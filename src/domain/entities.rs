//! Domain entities: cell values, records and datasets

use std::fmt;

use indexmap::IndexMap;
use serde::{Deserialize, Serialize};

/// A single cell value.
///
/// `Absent` marks an empty or missing cell. It is a marker, not a type, and is
/// ignored by column classification.
#[derive(Debug, Clone, PartialEq, Default, Serialize, Deserialize)]
#[serde(untagged)]
pub enum Value {
    Bool(bool),
    Number(f64),
    Text(String),
    #[default]
    Absent,
}

static ABSENT: Value = Value::Absent;

impl Value {
    pub fn as_number(&self) -> Option<f64> {
        match self {
            Value::Number(n) => Some(*n),
            _ => None,
        }
    }

    pub fn as_bool(&self) -> Option<bool> {
        match self {
            Value::Bool(b) => Some(*b),
            _ => None,
        }
    }

    pub fn is_absent(&self) -> bool {
        matches!(self, Value::Absent)
    }

    /// Case-insensitive token used for categorical comparison.
    ///
    /// Absent values have no token.
    pub fn token(&self) -> Option<String> {
        match self {
            Value::Absent => None,
            other => Some(other.to_string().trim().to_lowercase()),
        }
    }
}

impl fmt::Display for Value {
    fn fmt(&self, f: &mut fmt::Formatter<'_>) -> fmt::Result {
        match self {
            Value::Bool(b) => write!(f, "{}", b),
            Value::Number(n) => write!(f, "{}", n),
            Value::Text(s) => write!(f, "{}", s),
            Value::Absent => Ok(()),
        }
    }
}

impl From<f64> for Value {
    fn from(n: f64) -> Self {
        Value::Number(n)
    }
}

impl From<bool> for Value {
    fn from(b: bool) -> Self {
        Value::Bool(b)
    }
}

impl From<&str> for Value {
    fn from(s: &str) -> Self {
        Value::Text(s.to_string())
    }
}

impl From<String> for Value {
    fn from(s: String) -> Self {
        Value::Text(s)
    }
}

/// Semantic type of a column, inferred by the column classifier.
#[derive(Debug, Clone, Copy, PartialEq, Eq, Hash, Serialize, Deserialize)]
#[serde(rename_all = "lowercase")]
pub enum ColumnKind {
    Numeric,
    Boolean,
    Categorical,
}

impl fmt::Display for ColumnKind {
    fn fmt(&self, f: &mut fmt::Formatter<'_>) -> fmt::Result {
        let s = match self {
            ColumnKind::Numeric => "numeric",
            ColumnKind::Boolean => "boolean",
            ColumnKind::Categorical => "categorical",
        };
        f.pad(s)
    }
}

/// One row of the option table: column name to value, in insertion order.
///
/// Missing columns read as [`Value::Absent`].
#[derive(Debug, Clone, Default, PartialEq, Serialize, Deserialize)]
#[serde(transparent)]
pub struct Record {
    fields: IndexMap<String, Value>,
}

impl Record {
    pub fn new() -> Self {
        Self::default()
    }

    /// Builder-style insert, handy for fixtures.
    pub fn with(mut self, column: impl Into<String>, value: impl Into<Value>) -> Self {
        self.insert(column, value);
        self
    }

    pub fn insert(&mut self, column: impl Into<String>, value: impl Into<Value>) {
        self.fields.insert(column.into(), value.into());
    }

    pub fn get(&self, column: &str) -> &Value {
        self.fields.get(column).unwrap_or(&ABSENT)
    }

    pub fn columns(&self) -> impl Iterator<Item = &str> {
        self.fields.keys().map(String::as_str)
    }

    /// Display label: the value of `label_column` if present, else `#<index>`.
    pub fn label(&self, label_column: Option<&str>, index: usize) -> String {
        label_column
            .map(|c| self.get(c))
            .filter(|v| !v.is_absent())
            .map(|v| v.to_string())
            .unwrap_or_else(|| format!("#{}", index))
    }
}

/// A table of records with a stable column order.
#[derive(Debug, Clone, Default, PartialEq)]
pub struct Dataset {
    columns: Vec<String>,
    records: Vec<Record>,
}

impl Dataset {
    /// Create a dataset with an explicit column order.
    ///
    /// Columns that appear in records but not in `columns` are appended in
    /// sorted order.
    pub fn new(mut columns: Vec<String>, records: Vec<Record>) -> Self {
        let mut extra: Vec<String> = records
            .iter()
            .flat_map(|r| r.columns())
            .filter(|c| !columns.iter().any(|k| k.as_str() == *c))
            .map(str::to_string)
            .collect();
        extra.sort();
        extra.dedup();
        columns.extend(extra);
        Self { columns, records }
    }

    /// Create a dataset whose column order is the sorted union of record keys.
    pub fn from_records(records: Vec<Record>) -> Self {
        Self::new(Vec::new(), records)
    }

    pub fn columns(&self) -> &[String] {
        &self.columns
    }

    pub fn records(&self) -> &[Record] {
        &self.records
    }

    pub fn len(&self) -> usize {
        self.records.len()
    }

    pub fn is_empty(&self) -> bool {
        self.records.is_empty()
    }

    /// Case-insensitive lookup of a column name.
    pub fn resolve_column(&self, name: &str) -> Option<&str> {
        let wanted = name.trim();
        self.columns
            .iter()
            .find(|c| c.eq_ignore_ascii_case(wanted))
            .map(String::as_str)
    }

    /// Column used to label records in output: `name` if present, else the
    /// first column holding only text values.
    pub fn label_column(&self) -> Option<&str> {
        if let Some(name) = self.resolve_column("name") {
            return Some(name);
        }
        self.columns
            .iter()
            .find(|c| {
                let mut values = self.records.iter().map(|r| r.get(c)).peekable();
                values.peek().is_some()
                    && values.all(|v| matches!(v, Value::Text(_) | Value::Absent))
            })
            .map(String::as_str)
    }
}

EXERCISE AIM: Make an exact copy of every record listed above.

PROBLEM SOLUTION:
filename src/domain/entities.rs
//! Domain entities: cell values, records and datasets

use std::fmt;

use indexmap::IndexMap;
use serde::{Deserialize, Serialize};

/// A single cell value.
///
/// `Absent` marks an empty or missing cell. It is a marker, not a type, and is
/// ignored by column classification.
#[derive(Debug, Clone, PartialEq, Default, Serialize, Deserialize)]
#[serde(untagged)]
pub enum Value {
    Bool(bool),
    Number(f64),
    Text(String),
    #[default]
    Absent,
}

static ABSENT: Value = Value::Absent;

impl Value {
    pub fn as_number(&self) -> Option<f64> {
        match self {
            Value::Number(n) => Some(*n),
            _ => None,
        }
    }

    pub fn as_bool(&self) -> Option<bool> {
        match self {
            Value::Bool(b) => Some(*b),
            _ => None,
        }
    }

    pub fn is_absent(&self) -> bool {
        matches!(self, Value::Absent)
    }

    /// Case-insensitive token used for categorical comparison.
    ///
    /// Absent values have no token.
    pub fn token(&self) -> Option<String> {
        match self {
            Value::Absent => None,
            other => Some(other.to_string().trim().to_lowercase()),
        }
    }
}

impl fmt::Display for Value {
    fn fmt(&self, f: &mut fmt::Formatter<'_>) -> fmt::Result {
        match self {
            Value::Bool(b) => write!(f, "{}", b),
            Value::Number(n) => write!(f, "{}", n),
            Value::Text(s) => write!(f, "{}", s),
            Value::Absent => Ok(()),
        }
    }
}

impl From<f64> for Value {
    fn from(n: f64) -> Self {
        Value::Number(n)
    }
}

impl From<bool> for Value {
    fn from(b: bool) -> Self {
        Value::Bool(b)
    }
}

impl From<&str> for Value {
    fn from(s: &str) -> Self {
        Value::Text(s.to_string())
    }
}

impl From<String> for Value {
    fn from(s: String) -> Self {
        Value::Text(s)
    }
}

/// Semantic type of a column, inferred by the column classifier.
#[derive(Debug, Clone, Copy, PartialEq, Eq, Hash, Serialize, Deserialize)]
#[serde(rename_all = "lowercase")]
pub enum ColumnKind {
    Numeric,
    Boolean,
    Categorical,
}

impl fmt::Display for ColumnKind {
    fn fmt(&self, f: &mut fmt::Formatter<'_>) -> fmt::Result {
        let s = match self {
            ColumnKind::Numeric => "numeric",
            ColumnKind::Boolean => "boolean",
            ColumnKind::Categorical => "categorical",
        };
        f.pad(s)
    }
}

/// One row of the option table: column name to value, in insertion order.
///
/// Missing columns read as [`Value::Absent`].
#[derive(Debug, Clone, Default, PartialEq, Serialize, Deserialize)]
#[serde(transparent)]
pub struct Record {
    fields: IndexMap<String, Value>,
}

impl Record {
    pub fn new() -> Self {
        Self::default()
    }

    /// Builder-style insert, handy for fixtures.
    pub fn with(mut self, column: impl Into<String>, value: impl Into<Value>) -> Self {
        self.insert(column, value);
        self
    }

    pub fn insert(&mut self, column: impl Into<String>, value: impl Into<Value>) {
        self.fields.insert(column.into(), value.into());
    }

    pub fn get(&self, column: &str) -> &Value {
        self.fields.get(column).unwrap_or(&ABSENT)
    }

    pub fn columns(&self) -> impl Iterator<Item = &str> {
        self.fields.keys().map(String::as_str)
    }

    /// Display label: the value of `label_column` if present, else `#<index>`.
    pub fn label(&self, label_column: Option<&str>, index: usize) -> String {
        label_column
            .map(|c| self.get(c))
            .filter(|v| !v.is_absent())
            .map(|v| v.to_string())
            .unwrap_or_else(|| format!("#{}", index))
    }
}

/// A table of records with a stable column order.
#[derive(Debug, Clone, Default, PartialEq)]
pub struct Dataset {
    columns: Vec<String>,
    records: Vec<Record>,
}

impl Dataset {
    /// Create a dataset with an explicit column order.
    ///
    /// Columns that appear in records but not in `columns` are appended in
    /// sorted order.
    pub fn new(mut columns: Vec<String>, records: Vec<Record>) -> Self {
        let mut extra: Vec<String> = records
            .iter()
            .flat_map(|r| r.columns())
            .filter(|c| !columns.iter().any(|k| k.as_str() == *c))
            .map(str::to_string)
            .collect();
        extra.sort();
        extra.dedup();
        columns.extend(extra);
        Self { columns, records }
    }

    /// Create a dataset whose column order is the sorted union of record keys.
    pub fn from_records(records: Vec<Record>) -> Self {
        Self::new(Vec::new(), records)
    }

    pub fn columns(&self) -> &[String] {
        &self.columns
    }

    pub fn records(&self) -> &[Record] {
        &self.records
    }

    pub fn len(&self) -> usize {
        self.records.len()
    }

    pub fn is_empty(&self) -> bool {
        self.records.is_empty()
    }

    /// Case-insensitive lookup of a column name.
    pub fn resolve_column(&self, name: &str) -> Option<&str> {
        let wanted = name.trim();
        self.columns
            .iter()
            .find(|c| c.eq_ignore_ascii_case(wanted))
            .map(String::as_str)
    }

    /// Column used to label records in output: `name` if present, else the
    /// first column holding only text values.
    pub fn label_column(&self) -> Option<&str> {
        if let Some(name) = self.resolve_column("name") {
            return Some(name);
        }
        self.columns
            .iter()
            .find(|c| {
                let mut values = self.records.iter().map(|r| r.get(c)).peekable();
                values.peek().is_some()
                    && values.all(|v| matches!(v, Value::Text(_) | Value::Absent))
            })
            .map(String::as_str)
    }
}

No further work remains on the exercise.